» **Records drawn from a dataset**
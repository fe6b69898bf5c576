mod command;
mod config;
mod error;
mod outdent;
mod policy;
mod scan;

pub use crate::command::*;
pub use crate::config::*;
pub use crate::error::*;
pub use crate::outdent::*;
pub use crate::policy::*;
pub use crate::scan::*;
use plate_dom::DomError;
use thiserror::Error;

#[derive(Debug, Error)]
pub enum CommandError {
    #[error("no selection range is available")]
    NoSelection,

    #[error(transparent)]
    Dom(#[from] DomError),

    #[error("invalid configuration: {0}")]
    Config(#[from] serde_json::Error),
}

pub type CommandResult<T> = Result<T, CommandError>;
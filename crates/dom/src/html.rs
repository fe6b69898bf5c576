use html5ever::tendril::TendrilSink;
use html5ever::{ParseOpts, QualName, local_name, namespace_url, ns, parse_fragment};
use markup5ever_rcdom::{Handle, NodeData, RcDom};

use crate::snapshot::{Attrs, ElementSnapshot, NodeSnapshot};

pub(crate) const VOID_ELEMENTS: &[&str] = &[
    "area", "base", "br", "col", "embed", "hr", "img", "input", "link", "meta", "source", "track",
    "wbr",
];

pub(crate) fn is_void(tag: &str) -> bool {
    VOID_ELEMENTS.iter().any(|v| v.eq_ignore_ascii_case(tag))
}

pub(crate) fn parse_body_fragment(html: &str) -> Vec<NodeSnapshot> {
    let context = QualName::new(None, ns!(html), local_name!("body"));
    let dom = parse_fragment(RcDom::default(), ParseOpts::default(), context, vec![]).one(html);
    for error in &dom.errors {
        log::debug!("recovered from html parse error: {error}");
    }

    // The fragment lands below a synthetic <html> root.
    let children = dom.document.children.borrow();
    children
        .iter()
        .flat_map(|root| root.children.borrow().clone())
        .filter_map(|node| to_snapshot(&node))
        .collect()
}

fn to_snapshot(node: &Handle) -> Option<NodeSnapshot> {
    match &node.data {
        NodeData::Text { contents } => Some(NodeSnapshot::text(contents.borrow().to_string())),
        NodeData::Element { name, attrs, .. } => {
            let attrs: Attrs = attrs
                .borrow()
                .iter()
                .map(|attr| (attr.name.local.to_string(), attr.value.to_string()))
                .collect();
            let children = node
                .children
                .borrow()
                .iter()
                .filter_map(to_snapshot)
                .collect();
            Some(NodeSnapshot::Element(ElementSnapshot {
                tag: name.local.to_string(),
                attrs,
                children,
            }))
        }
        _ => None,
    }
}

pub(crate) fn escape_text(text: &str, out: &mut String) {
    for c in text.chars() {
        match c {
            '&' => out.push_str("&amp;"),
            '<' => out.push_str("&lt;"),
            '>' => out.push_str("&gt;"),
            '\u{a0}' => out.push_str("&nbsp;"),
            _ => out.push(c),
        }
    }
}

pub(crate) fn escape_attr(value: &str, out: &mut String) {
    for c in value.chars() {
        match c {
            '&' => out.push_str("&amp;"),
            '"' => out.push_str("&quot;"),
            '\u{a0}' => out.push_str("&nbsp;"),
            _ => out.push(c),
        }
    }
}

» **TO DO**
This exercise requires all the entries to be written out again exactly.

» **ANSWER BOX**
repository fe6b69898bf5c576
mod command;
mod config;
mod error;
mod outdent;
mod policy;
mod scan;

pub use crate::command::*;
pub use crate::config::*;
pub use crate::error::*;
pub use crate::outdent::*;
pub use crate::policy::*;
pub use crate::scan::*;
use plate_dom::DomError;
use thiserror::Error;

#[derive(Debug, Error)]
pub enum CommandError {
    #[error("no selection range is available")]
    NoSelection,

    #[error(transparent)]
    Dom(#[from] DomError),

    #[error("invalid configuration: {0}")]
    Config(#[from] serde_json::Error),
}

pub type CommandResult<T> = Result<T, CommandError>;
filename crates/dom/src/html.rs
repository fe6b69898bf5c576
use html5ever::tendril::TendrilSink;
use html5ever::{ParseOpts, QualName, local_name, namespace_url, ns, parse_fragment};
use markup5ever_rcdom::{Handle, NodeData, RcDom};

use crate::snapshot::{Attrs, ElementSnapshot, NodeSnapshot};

pub(crate) const VOID_ELEMENTS: &[&str] = &[
    "area", "base", "br", "col", "embed", "hr", "img", "input", "link", "meta", "source", "track",
    "wbr",
];

pub(crate) fn is_void(tag: &str) -> bool {
    VOID_ELEMENTS.iter().any(|v| v.eq_ignore_ascii_case(tag))
}

pub(crate) fn parse_body_fragment(html: &str) -> Vec<NodeSnapshot> {
    let context = QualName::new(None, ns!(html), local_name!("body"));
    let dom = parse_fragment(RcDom::default(), ParseOpts::default(), context, vec![]).one(html);
    for error in &dom.errors {
        log::debug!("recovered from html parse error: {error}");
    }

    // The fragment lands below a synthetic <html> root.
    let children = dom.document.children.borrow();
    children
        .iter()
        .flat_map(|root| root.children.borrow().clone())
        .filter_map(|node| to_snapshot(&node))
        .collect()
}

fn to_snapshot(node: &Handle) -> Option<NodeSnapshot> {
    match &node.data {
        NodeData::Text { contents } => Some(NodeSnapshot::text(contents.borrow().to_string())),
        NodeData::Element { name, attrs, .. } => {
            let attrs: Attrs = attrs
                .borrow()
                .iter()
                .map(|attr| (attr.name.local.to_string(), attr.value.to_string()))
                .collect();
            let children = node
                .children
                .borrow()
                .iter()
                .filter_map(to_snapshot)
                .collect();
            Some(NodeSnapshot::Element(ElementSnapshot {
                tag: name.local.to_string(),
                attrs,
                children,
            }))
        }
        _ => None,
    }
}

pub(crate) fn escape_text(text: &str, out: &mut String) {
    for c in text.chars() {
        match c {
            '&' => out.push_str("&amp;"),
            '<' => out.push_str("&lt;"),
            '>' => out.push_str("&gt;"),
            '\u{a0}' => out.push_str("&nbsp;"),
            _ => out.push(c),
        }
    }
}

pub(crate) fn escape_attr(value: &str, out: &mut String) {
    for c in value.chars() {
        match c {
            '&' => out.push_str("&amp;"),
            '"' => out.push_str("&quot;"),
            '\u{a0}' => out.push_str("&nbsp;"),
            _ => out.push(c),
        }
    }
}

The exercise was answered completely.